By Claire Walla
You’re probably familiar with the old philosophical conundrum: If a tree falls in a forest and there’s no one around to hear it, does it still make a sound?
Well, here’s another: Does art still exist in the community if nobody gets to see it?
Lately, members of the Pierson High School art department and the Sag Harbor Whaling Museum have wondered. For both organizations, one of the most difficult aspects of their art programs and exhibits has been getting the larger community to actually see them.
But, both organizations are hoping to change that this spring.
“We’re going to do something really cool and striking that’s a collaboration between the school (the Reutershan Trust) and the Sag Harbor Whaling Museum,” explained Pierson Middle/High School art teacher Peter Solow. Solow said the school will use Reutershan Trust monies to hire local artist Scott Sandell to work with Pierson students to create site-specific artwork that will be displayed on the front lawn of the museum.
“The kids have done magical work in the past, but nobody’s seen it,” Solow continued. “Because of the generosity from the museum, now we’re able to demonstrate that in a public way. I think that’s extremely important.”
While Solow admitted the idea for the installation hasn’t been fully realized, he did say that the inspiration for the project will dovetail with the museum’s overall mission; a mission that, according to museum director Zach Studenroth, is beginning to transform. The point, he clarified, is not to change the mission of the museum, but to broaden it to encompass more contemporary works of art.
He explained that there are many practicing artists using all different mediums who live and work in Sag Harbor. And he pointed out that while East Hampton has Guild Hall, Southampton has the Parrish Art Museum and even the hamlet of Water Mill has its own community center, there isn’t a community gathering space in Sag Harbor.
“It’s a void that needs to be filled in this community,” Studenroth said. “And — given the setting that we have, both structurally and with the grounds — we feel that we can.”
Both organizations are hoping that an eye-catching artistic display on Main Street will put the community in touch with what the students are doing, while breathing some life into that old, white, box-of-a-Masonic Temple at the top of Main Street.
“Most people living in Sag Harbor don’t think about the museum,” added Whaling Museum staff member Lynette Pintauro. “I think it needs to become useful for the community instead of being this building that just sits there slumbering.”
While the essence of the student art project is yet to be fully determined, Studenroth said it will be in line with the greater theme of the museum, which he added is not necessarily strictly limited to the village’s whaling history.
“It’s the whole maritime environment,” he said. “Not just hand-wrought harpoons.”
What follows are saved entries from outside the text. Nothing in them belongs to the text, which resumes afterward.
use colored::Colorize;
use fleetlab_backend::{
    Fleet, FleetError, GroupId, GroupKind, GroupName, NodeFailure, NodeOutput, NodeSelector,
    PartialFailure,
};

/// A lone argument containing whitespace is treated as a shell snippet
pub fn shell_argv(command: Vec<String>) -> Vec<String> {
    if let [single] = command.as_slice()
        && single.contains(char::is_whitespace)
    {
        return vec!["bash".to_string(), "-c".to_string(), single.clone()];
    }
    command
}

pub fn print_outputs(outputs: &[NodeOutput]) {
    let multi = outputs.len() > 1;
    for output in outputs {
        if multi {
            println!("{}", format!("=== node {} ===", output.node).cyan().bold());
        }
        print!("{}", output.text());
    }
}

pub async fn handle(
    fleet: &Fleet,
    kind: GroupKind,
    name: GroupName,
    nodes: &NodeSelector,
    threads: Option<usize>,
    command: Vec<String>,
) -> anyhow::Result<()> {
    let id = GroupId::new(kind, name);
    let threads = threads.unwrap_or(fleet.context().parallel_threads);
    let remote = fleet.remote_with(threads);
    let commands = vec![shell_argv(command)];

    let results = remote.run_parallel(&id, nodes, &commands).await?;
    let attempted = results.len();
    let mut failures = Vec::new();
    for (node, result) in results {
        println!("{}", format!("=== node {} ===", node).cyan().bold());
        match result {
            Ok(output) => print!("{}", output.text()),
            Err(e) => {
                println!("{}", e.to_string().red());
                failures.push(NodeFailure {
                    group: id.to_string(),
                    node,
                    message: e.to_string(),
                });
            }
        }
    }

    if !failures.is_empty() {
        return Err(FleetError::from(PartialFailure {
            operation: "exec".to_string(),
            attempted,
            failures,
        })
        .into());
    }
    Ok(())
}

#[cfg(test)]
mod tests {
    use super::*;

    fn argv(args: &[&str]) -> Vec<String> {
        args.iter().map(|s| s.to_string()).collect()
    }

    #[test]
    fn test_shell_argv() {
        assert_eq!(shell_argv(argv(&["ls", "-la"])), argv(&["ls", "-la"]));
        assert_eq!(
            shell_argv(argv(&["ls /tmp | wc -l"])),
            argv(&["bash", "-c", "ls /tmp | wc -l"])
        );
        assert_eq!(shell_argv(argv(&["uptime"])), argv(&["uptime"]));
        assert!(shell_argv(Vec::new()).is_empty());
    }
}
According to Solow, this collaboration allows for the kind of real-world art project the Reutershan Trust was created to foster. Already, he said he and artist Scott Sandell — who also helped students transform the courtyard at Pierson — have spoken with up to 40 students who are interested in working on the spring project. (Though Solow said he doesn’t expect that many to actually partake.)
Both Solow and Sandell have explained what site-specific art is by discussing works by Christo, who created a series of orange “gates” in Central Park in 2005, and British artist Andy Goldsworthy, whose artwork — Including large, rock cairns and leafy nautiluses — are famous for being constructed outdoors, by hand, with nature as the only medium.
“We’re talking about students elevating what they’re doing to be something serious, this really cool thing that can get a lot of buzz in town,” Solow continued. Not only will they learn about art, but Solow imagines giving students the opportunity to design posters, brochures and press releases for the show, allowing them to develop marketing and business skills to add to their artistic inclinations (a tactic Pintauro, an artist herself, said is “invaluable”).
“We’re all going to meet [in January] and try to develop the ideas that are still only theoretical now,” Solow added. “Even the way we present this, the way that it falls out to the community, that’s going to be part of the performance. We don’t want to give away the punch line too quickly.”